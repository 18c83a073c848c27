//! Force-directed graph visualization component.
//!
//! Renders a JSON [`Graph`](crate::json_graph::Graph) on an HTML canvas with:
//! - Physics-based node positioning via force simulation, seeded ring-by-depth
//! - Category-colored box nodes with key/value labels
//! - Pan, zoom, and node dragging interactions
//! - Hover highlighting of a node's parent and children
//!
//! # Example
//!
//! ```ignore
//! use json_graph::components::force_graph::ForceGraphCanvas;
//! use json_graph::json_graph::build_graph;
//!
//! let doc = serde_json::from_str(r#"{"a": [1, 2]}"#).unwrap();
//! let graph = build_graph(&doc);
//!
//! view! { <ForceGraphCanvas data=Signal::stored(graph) fullscreen=true /> }
//! ```

mod component;
mod render;
pub mod scale;
mod state;
pub mod theme;

pub use component::ForceGraphCanvas;
pub use scale::ScaleConfig;
pub use theme::Theme;
//! Client entrypoint for the CSR build.

// Bin target reuses lib deps, silence noisy lint.
#![allow(unused_crate_dependencies)]

use json_graph::{App, init_logging};
use leptos::prelude::*;

fn main() {
	init_logging();

	mount_to_body(|| {
		view! { <App /> }
	})
}
//! Side panel for getting a document into the explorer.
//!
//! Paste JSON, upload a `.json`/`.csv`/`.xlsx` file, load the example, or download
//! what is currently shown. Uploaded files are converted and pretty-printed
//! back into the text area, so the text area is always the single source.

use leptos::prelude::*;
use leptos::task::spawn_local;
use log::warn;
use wasm_bindgen::JsCast;
use wasm_bindgen_futures::JsFuture;
use web_sys::{HtmlAnchorElement, HtmlInputElement};

use crate::ingest;
use crate::json_graph::JsonValue;

/// Trigger a browser download of `value` as `data.json`.
fn download_json(value: &JsonValue) {
	let Some(document) = web_sys::window().and_then(|w| w.document()) else {
		return;
	};
	let Ok(element) = document.create_element("a") else {
		warn!("json-graph: could not create download link");
		return;
	};
	let anchor: HtmlAnchorElement = element.unchecked_into();
	let encoded = String::from(js_sys::encode_uri_component(&ingest::to_pretty_json(value)));
	anchor.set_href(&format!("data:application/json;charset=utf-8,{encoded}"));
	anchor.set_download("data.json");
	anchor.click();
}

/// Text input, file upload, example loader and download button.
#[component]
pub fn JsonInput(
	/// JSON source text; written by every input method.
	source: RwSignal<String>,
	/// Currently parsed document, if the source is valid.
	#[prop(into)]
	document: Signal<Option<JsonValue>>,
	/// Parse or build error for the current source.
	#[prop(into)]
	error: Signal<Option<String>>,
	/// `(nodes, edges)` of the graph on screen.
	#[prop(into)]
	stats: Signal<(usize, usize)>,
) -> impl IntoView {
	let file_error = RwSignal::new(None::<String>);

	let on_file = move |ev: leptos::ev::Event| {
		let input: HtmlInputElement = event_target(&ev);
		let Some(file) = input.files().and_then(|files| files.get(0)) else {
			return;
		};
		let name = file.name();
		spawn_local(async move {
			let bytes = match JsFuture::from(file.array_buffer()).await {
				Ok(buffer) => js_sys::Uint8Array::new(&buffer).to_vec(),
				Err(_) => {
					file_error.set(Some(format!("could not read `{name}`")));
					return;
				}
			};
			match ingest::load_file(&name, &bytes) {
				Ok(value) => {
					file_error.set(None);
					source.set(ingest::to_pretty_json(&value));
				}
				Err(e) => file_error.set(Some(format!("Error reading file: {e}"))),
			}
		});
	};

	let on_example = move |_| {
		file_error.set(None);
		source.set(ingest::EXAMPLE_JSON.to_string());
	};

	let on_download = move |_| {
		document.with_untracked(|doc| {
			if let Some(doc) = doc {
				download_json(doc);
			}
		});
	};

	view! {
		<div class="json-input">
			<label for="json-source">"JSON input"</label>
			<textarea
				id="json-source"
				rows="12"
				spellcheck="false"
				prop:value=move || source.get()
				on:input=move |ev| source.set(event_target_value(&ev))
			/>
			<div class="json-input-actions">
				<input type="file" accept=".json,.csv,.xlsx,.xls" on:change=on_file />
				<button on:click=on_example>"Load example"</button>
				<button
					on:click=on_download
					prop:disabled=move || document.with(|d| d.is_none())
				>
					"Download JSON"
				</button>
			</div>
			<Show when=move || error.with(|e| e.is_some())>
				<p class="error">{move || error.get().unwrap_or_default()}</p>
			</Show>
			<Show when=move || file_error.with(|e| e.is_some())>
				<p class="error">{move || file_error.get().unwrap_or_default()}</p>
			</Show>
			<p class="stats">
				{move || {
					let (nodes, edges) = stats.get();
					format!("{nodes} nodes, {edges} edges")
				}}
			</p>
		</div>
	}
}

━━━━━━

Among the entries above, how many lines include "Option"? State the number and nothing else.

2